- _Task description_: Search the records for the word "Mutex" and report each line that has it.

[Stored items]
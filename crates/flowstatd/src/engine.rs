//! Engine lifecycle: init, start, stop.
//!
//! At most one [`Engine`] is active per [`EngineRegistry`]; [`Engine::init`]
//! claims the process-wide registry and the slot is released when the engine
//! is dropped.

use crate::aggregator::Aggregator;
use crate::app_table::AppTable;
use crate::config::{FlowstatConfig, NormalizedConfig};
use crate::error::{EngineError, Result, StartError};
use crate::exporter::{run_export_task, Exporter};
use crate::metrics::MetricsCollector;
use crate::reload::{run_reload_task, SharedTable, TableReloader};
use crate::rib::AsTable;
use crate::sink::MetricSink;
use crate::source::{PortDriver, PortStats};
use crate::stats::{run_stats_task, EngineStats, PortStatsCell, StatsReporter, StatsSnapshot};
use crate::worker::{CaptureWorker, FlowClassifier, PortQueue};
use parking_lot::Mutex;
use std::collections::HashMap;
use std::sync::atomic::{AtomicBool, Ordering};
use std::sync::Arc;
use std::thread;
use tokio::runtime::Handle;
use tokio_util::sync::CancellationToken;
use tracing::{error, info, warn};

static GLOBAL_REGISTRY: EngineRegistry = EngineRegistry::new();

/// Slot for the single active engine.
#[derive(Debug, Default)]
pub struct EngineRegistry {
    active: AtomicBool,
}

impl EngineRegistry {
    pub const fn new() -> Self {
        EngineRegistry {
            active: AtomicBool::new(false),
        }
    }

    /// The registry used by [`Engine::init`].
    pub fn global() -> &'static EngineRegistry {
        &GLOBAL_REGISTRY
    }

    pub fn is_active(&self) -> bool {
        self.active.load(Ordering::Acquire)
    }

    fn claim(&self) -> bool {
        self.active
            .compare_exchange(false, true, Ordering::AcqRel, Ordering::Acquire)
            .is_ok()
    }

    fn release(&self) {
        self.active.store(false, Ordering::Release);
    }
}

/// Resources that exist only after a successful start.
struct Running {
    exporter: Arc<Exporter>,
    reporter: Arc<Mutex<StatsReporter>>,
    metrics: MetricsCollector,
    workers: Vec<thread::JoinHandle<()>>,
    tasks: Vec<tokio::task::JoinHandle<()>>,
}

/// The flow capture engine.
pub struct Engine {
    config: NormalizedConfig,
    registry: &'static EngineRegistry,
    shutdown: CancellationToken,
    stats: Arc<EngineStats>,
    aggregators: Vec<Arc<Aggregator>>,
    as_table: Arc<SharedTable<AsTable>>,
    apps: Arc<SharedTable<AppTable>>,
    running: Option<Running>,
}

impl Engine {
    /// Validates `config` and claims the process-wide engine slot.
    pub fn init(config: &FlowstatConfig) -> Result<Engine> {
        Self::init_in(EngineRegistry::global(), config)
    }

    /// Like [`init`](Self::init), claiming the slot of `registry` instead.
    pub fn init_in(registry: &'static EngineRegistry, config: &FlowstatConfig) -> Result<Engine> {
        let config = config.normalize()?;
        if !registry.claim() {
            return Err(EngineError::SingletonViolation);
        }

        let aggregators = config
            .cores
            .iter()
            .map(|core| Arc::new(Aggregator::new(core.index, config.max_flows_per_core)))
            .collect();

        info!(
            cores = config.cores.len(),
            interval_secs = config.interval.as_secs(),
            "flowstat: engine initialized"
        );

        Ok(Engine {
            config,
            registry,
            shutdown: CancellationToken::new(),
            stats: Arc::new(EngineStats::default()),
            aggregators,
            as_table: Arc::new(SharedTable::new(AsTable::new())),
            apps: Arc::new(SharedTable::new(AppTable::new())),
            running: None,
        })
    }

    /// Opens every configured port through `driver`, loads the lookup tables
    /// and starts the capture workers and timer tasks.
    ///
    /// Must be called from within a tokio runtime. Table load failures are
    /// logged and leave the tables empty.
    pub fn start(
        &mut self,
        driver: &dyn PortDriver,
        sink: Arc<dyn MetricSink>,
    ) -> std::result::Result<(), StartError> {
        let handle = Handle::try_current().map_err(|_| StartError::NoRuntime)?;
        if self.running.is_some() || self.shutdown.is_cancelled() {
            return Err(StartError::AlreadyStarted);
        }
        let metrics = MetricsCollector::new()?;

        // open all ports before anything is spawned
        let mut queues = Vec::with_capacity(self.config.cores.len());
        let mut port_cells: Vec<(u8, PortStatsCell)> = Vec::new();
        for core in &self.config.cores {
            let mut ports = Vec::with_capacity(core.ports.len());
            for port in &core.ports {
                let source = driver.open(port).map_err(|source| StartError::PortOpen {
                    port: port.index,
                    source,
                })?;
                let cell: PortStatsCell = Arc::new(Mutex::new(PortStats::default()));
                port_cells.push((port.index, Arc::clone(&cell)));
                ports.push(PortQueue {
                    spec: port.clone(),
                    source,
                    stats: cell,
                });
            }
            queues.push(ports);
        }

        let (as_reloader, app_reloader) = self.load_tables(&metrics);

        let classifier = Arc::new(FlowClassifier::new(
            self.config.local_networks.clone(),
            self.config.aggregation,
        ));
        let mut workers = Vec::with_capacity(queues.len());
        for ((core, ports), aggregator) in self
            .config
            .cores
            .iter()
            .zip(queues)
            .zip(&self.aggregators)
        {
            let worker = CaptureWorker::new(
                core,
                ports,
                Arc::clone(&classifier),
                Arc::clone(aggregator),
                Arc::clone(&self.as_table),
                Arc::clone(&self.stats),
                self.shutdown.clone(),
            )
            .pinned(self.config.pin_workers);
            match worker.spawn() {
                Ok(handle) => workers.push(handle),
                Err(source) => {
                    // stop the workers already running
                    self.shutdown.cancel();
                    return Err(StartError::WorkerSpawn {
                        core: core.index,
                        source,
                    });
                }
            }
        }

        let descriptions: HashMap<u8, String> = self
            .config
            .cores
            .iter()
            .flat_map(|core| core.ports.iter())
            .map(|port| (port.index, port.description.clone()))
            .collect();
        let exporter = Arc::new(Exporter::new(
            self.aggregators.clone(),
            descriptions,
            Arc::clone(&self.apps),
            sink,
            Arc::clone(&self.stats),
            metrics.clone(),
        ));
        let port_count = port_cells.len();
        let reporter = Arc::new(Mutex::new(StatsReporter::new(
            Arc::clone(&self.stats),
            port_cells,
            self.aggregators.clone(),
            metrics.clone(),
        )));

        let tasks = vec![
            handle.spawn(run_reload_task(
                as_reloader,
                app_reloader,
                metrics.clone(),
                self.shutdown.clone(),
            )),
            handle.spawn(run_export_task(
                Arc::clone(&exporter),
                self.config.interval,
                self.shutdown.clone(),
            )),
            handle.spawn(run_stats_task(
                Arc::clone(&reporter),
                self.config.stats_interval,
                self.shutdown.clone(),
            )),
        ];

        info!(
            workers = workers.len(),
            ports = port_count,
            "flowstat: engine started"
        );
        self.running = Some(Running {
            exporter,
            reporter,
            metrics,
            workers,
            tasks,
        });
        Ok(())
    }

    /// Performs the initial table loads and returns the reloaders for the
    /// reload task.
    fn load_tables(
        &self,
        metrics: &MetricsCollector,
    ) -> (Option<TableReloader<AsTable>>, TableReloader<AppTable>) {
        let as_reloader = self.config.mrt_rib_path.clone().map(|path| {
            let sources = vec![path.clone()];
            let mut reloader = TableReloader::new(
                "mrt_rib",
                Arc::clone(&self.as_table),
                sources,
                move || AsTable::load(&path),
            );
            // failures are logged by the reloader and retried on change
            let _ = reloader.load_now(metrics);
            reloader
        });

        let protocols = self.config.protocols_path.clone();
        let services = self.config.services_path.clone();
        let mut app_reloader = TableReloader::new(
            "app_table",
            Arc::clone(&self.apps),
            vec![protocols.clone(), services.clone()],
            move || AppTable::load(&protocols, &services),
        );
        let _ = app_reloader.load_now(metrics);

        (as_reloader, app_reloader)
    }

    /// Signals every worker and task to stop. Does not wait; see
    /// [`wait`](Self::wait).
    pub fn stop(&self) {
        if !self.shutdown.is_cancelled() {
            info!("flowstat: stopping engine");
        }
        self.shutdown.cancel();
    }

    /// Waits for the workers and tasks of a stopped engine to finish, then
    /// runs the final export and reports the remaining stats.
    pub async fn wait(&mut self) {
        let Some(running) = self.running.as_mut() else {
            return;
        };
        for task in running.tasks.drain(..) {
            if let Err(e) = task.await {
                error!(error = %e, "engine task failed");
            }
        }
        let workers: Vec<_> = running.workers.drain(..).collect();
        let joined = tokio::task::spawn_blocking(move || {
            for worker in workers {
                if worker.join().is_err() {
                    error!("capture worker panicked");
                }
            }
        })
        .await;
        if let Err(e) = joined {
            warn!(error = %e, "failed to join capture workers");
        }

        // workers are gone, nothing can land in a table after this drain
        let records = running.exporter.export();
        info!(records, "flowstat: final export on shutdown");
        running.reporter.lock().report();
    }

    /// Drains every flow table into the sink now. Returns the number of
    /// records emitted, 0 before start.
    pub fn export_now(&self) -> usize {
        self.running
            .as_ref()
            .map_or(0, |running| running.exporter.export())
    }

    pub fn is_running(&self) -> bool {
        self.running.is_some() && !self.shutdown.is_cancelled()
    }

    pub fn config(&self) -> &NormalizedConfig {
        &self.config
    }

    /// Engine counters since init.
    pub fn stats(&self) -> StatsSnapshot {
        self.stats.snapshot()
    }

    /// Flows currently held across all cores.
    pub fn live_flows(&self) -> usize {
        self.aggregators.iter().map(|a| a.len()).sum()
    }

    /// The currently published AS table.
    pub fn as_table(&self) -> Arc<AsTable> {
        self.as_table.load()
    }

    /// The currently published application table.
    pub fn app_table(&self) -> Arc<AppTable> {
        self.apps.load()
    }

    /// Prometheus text exposition of the engine's counters, once started.
    pub fn metrics_text(&self) -> Option<String> {
        self.running
            .as_ref()
            .map(|running| running.metrics.gather_metrics())
    }
}

impl Drop for Engine {
    fn drop(&mut self) {
        self.shutdown.cancel();
        self.registry.release();
    }
}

- _Written solution_:
use parking_lot::Mutex;
    reporter: Arc<Mutex<StatsReporter>>,
                let cell: PortStatsCell = Arc::new(Mutex::new(PortStats::default()));
        let reporter = Arc::new(Mutex::new(StatsReporter::new(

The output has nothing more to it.